EXERCISE DATA ▸
----------

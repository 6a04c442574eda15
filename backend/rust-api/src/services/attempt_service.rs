use anyhow::Context;
use serde_json::Value;
use std::sync::Arc;

use crate::cache::{answers_key, snapshot_key, SessionCache, ANSWER_TTL_SECS, SNAPSHOT_TTL_SECS};
use crate::error::AppError;
use crate::metrics::{ANSWERS_RECORDED_TOTAL, ATTEMPTS_STARTED_TOTAL};
use crate::models::attempt::{
    AnnotatedChoice, AnnotatedQuestion, AnnotatedSnapshot, AnswerAck, AnswerRequest, Snapshot,
    SnapshotChoice, SnapshotQuestion, StartAttemptResponse,
};
use crate::services::AppState;
use crate::store::QuizStore;

/// No-answer sentinel: no real choice id can equal it, so nothing is
/// marked selected before the first answer lands.
const NO_SELECTION: i64 = -1;

/// Orchestrates the attempt lifecycle: staging the question/choice
/// snapshot in the session cache, recording answer selections, and
/// resuming after interruption. Submission lives in `ScoringService`.
pub struct AttemptService {
    store: Arc<dyn QuizStore>,
    cache: Arc<dyn SessionCache>,
}

impl AttemptService {
    pub fn new(state: &AppState) -> Self {
        Self {
            store: state.store.clone(),
            cache: state.cache.clone(),
        }
    }

    pub fn with_parts(store: Arc<dyn QuizStore>, cache: Arc<dyn SessionCache>) -> Self {
        Self { store, cache }
    }

    /// Starts a new attempt: inserts the attempt row, stages the full
    /// quiz snapshot (without correctness flags) under the attempt's
    /// cache key with a one-hour expiry, and returns the snapshot
    /// together with the new attempt id.
    ///
    /// Every question is staged, in primary-key order. The optional
    /// requested count is accepted for wire compatibility but does not
    /// limit staging; `quiz.question_count` is advisory metadata only.
    ///
    /// Every call creates a fresh attempt row; repeated starts stack
    /// attempts for the same (user, quiz). The strict creation path in
    /// `QuizService::register_attempt` is the one that enforces
    /// one-attempt-per-user.
    pub async fn start_attempt(
        &self,
        user_id: i64,
        quiz_id: i64,
        requested_count: Option<u32>,
    ) -> Result<StartAttemptResponse, AppError> {
        let quiz = self
            .store
            .find_quiz(quiz_id)
            .await?
            .ok_or_else(|| AppError::NotFound("Quiz not found".to_string()))?;

        let attempt = self.store.insert_attempt(user_id, quiz_id).await?;
        let key = snapshot_key(quiz_id, attempt.id);

        // Same staging path the refresh flow relies on: a hit is
        // returned unchanged. For a freshly minted attempt id the key
        // cannot exist yet.
        if let Some(cached) = self.cache.get(&key).await? {
            let snapshot: Snapshot =
                serde_json::from_str(&cached).context("Staged snapshot is not valid JSON")?;
            return Ok(StartAttemptResponse {
                attempt_id: attempt.id,
                snapshot,
            });
        }

        if let Some(num) = requested_count {
            tracing::debug!(
                "Requested question count {} ignored for quiz {}; staging all questions",
                num,
                quiz_id
            );
        }

        let questions = self.store.list_questions(quiz_id).await?;
        let mut staged = Vec::with_capacity(questions.len());
        for question in questions {
            let choices = self
                .store
                .list_choices(question.id)
                .await?
                .into_iter()
                // is_correct is stripped here and must never reach the cache
                .map(|c| SnapshotChoice {
                    id: c.id,
                    text: c.text,
                })
                .collect();
            staged.push(SnapshotQuestion {
                id: question.id,
                text: question.text,
                choices,
            });
        }

        let snapshot = Snapshot {
            quiz_id: Some(quiz.id),
            title: Some(quiz.title),
            description: quiz.description,
            questions: staged,
        };

        let payload = serde_json::to_string(&snapshot).context("Failed to encode snapshot")?;
        self.cache.set_ex(&key, &payload, SNAPSHOT_TTL_SECS).await?;

        ATTEMPTS_STARTED_TOTAL.inc();
        tracing::info!(
            "Attempt {} started for user {} on quiz {} ({} questions staged)",
            attempt.id,
            user_id,
            quiz_id,
            snapshot.questions.len()
        );

        Ok(StartAttemptResponse {
            attempt_id: attempt.id,
            snapshot,
        })
    }

    /// Records one answer selection into the attempt's answer hash.
    /// Re-answering the same question overwrites the prior choice
    /// (last write wins). The 20-minute expiry is set only when the key
    /// has none yet; later writes never extend the deadline.
    pub async fn record_answer(
        &self,
        quiz_id: i64,
        attempt_id: i64,
        req: &AnswerRequest,
    ) -> Result<AnswerAck, AppError> {
        let key = answers_key(quiz_id, attempt_id);

        self.cache
            .hset(
                &key,
                &req.question_id.to_string(),
                &req.selected_choice_id.to_string(),
            )
            .await?;

        if self.cache.ttl(&key).await? < 0 {
            self.cache.expire(&key, ANSWER_TTL_SECS).await?;
        }

        ANSWERS_RECORDED_TOTAL.inc();
        tracing::debug!(
            "Attempt {} answered question {} with choice {}",
            attempt_id,
            req.question_id,
            req.selected_choice_id
        );

        Ok(AnswerAck {
            quiz_attempt_id: attempt_id,
            question_id: req.question_id,
            choice_id: req.selected_choice_id,
            message: "Answer updated successfully".to_string(),
        })
    }

    /// Reloads the staged snapshot and annotates every choice with the
    /// user's current selection. NotFound once the snapshot has
    /// expired: an expired attempt is unrecoverable by design.
    pub async fn resume_attempt(
        &self,
        quiz_id: i64,
        attempt_id: i64,
    ) -> Result<AnnotatedSnapshot, AppError> {
        let key = snapshot_key(quiz_id, attempt_id);
        let raw = self
            .cache
            .get(&key)
            .await?
            .ok_or_else(|| AppError::NotFound("No quiz data found".to_string()))?;

        let value: Value =
            serde_json::from_str(&raw).context("Staged snapshot is not valid JSON")?;
        let snapshot = normalize_snapshot(value)?;

        let answer_key = answers_key(quiz_id, attempt_id);
        let answers = if self.cache.exists(&answer_key).await? {
            self.cache.hgetall(&answer_key).await?
        } else {
            Default::default()
        };

        let questions = snapshot
            .questions
            .into_iter()
            .map(|q| {
                let selected = answers
                    .get(&q.id.to_string())
                    .and_then(|v| v.parse::<i64>().ok())
                    .unwrap_or(NO_SELECTION);
                AnnotatedQuestion {
                    id: q.id,
                    text: q.text,
                    choices: q
                        .choices
                        .into_iter()
                        .map(|c| AnnotatedChoice {
                            is_selected: c.id == selected,
                            id: c.id,
                            text: c.text,
                        })
                        .collect(),
                }
            })
            .collect();

        Ok(AnnotatedSnapshot {
            quiz_id: snapshot.quiz_id,
            title: snapshot.title,
            description: snapshot.description,
            questions,
        })
    }
}

/// Single adapter for the two snapshot shapes found in the cache: the
/// current `{quiz_id, title, description, questions}` object and the
/// legacy bare question list, which gets wrapped into the object form.
fn normalize_snapshot(value: Value) -> Result<Snapshot, AppError> {
    match value {
        Value::Array(items) => {
            if items.is_empty() {
                return Err(AppError::BadRequest(
                    "Staged snapshot list is empty".to_string(),
                ));
            }
            let questions: Vec<SnapshotQuestion> = serde_json::from_value(Value::Array(items))?;
            Ok(Snapshot {
                quiz_id: None,
                title: None,
                description: None,
                questions,
            })
        }
        other => Ok(serde_json::from_value(other)?),
    }
}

----------

TASK STATEMENT ▸
In the records above, some lines may contain the word "expiry"; copy every one of them.

RESPONSE FOR THIS EXERCISE ▸
    /// cache key with a one-hour expiry, and returns the snapshot
    /// (last write wins). The 20-minute expiry is set only when the key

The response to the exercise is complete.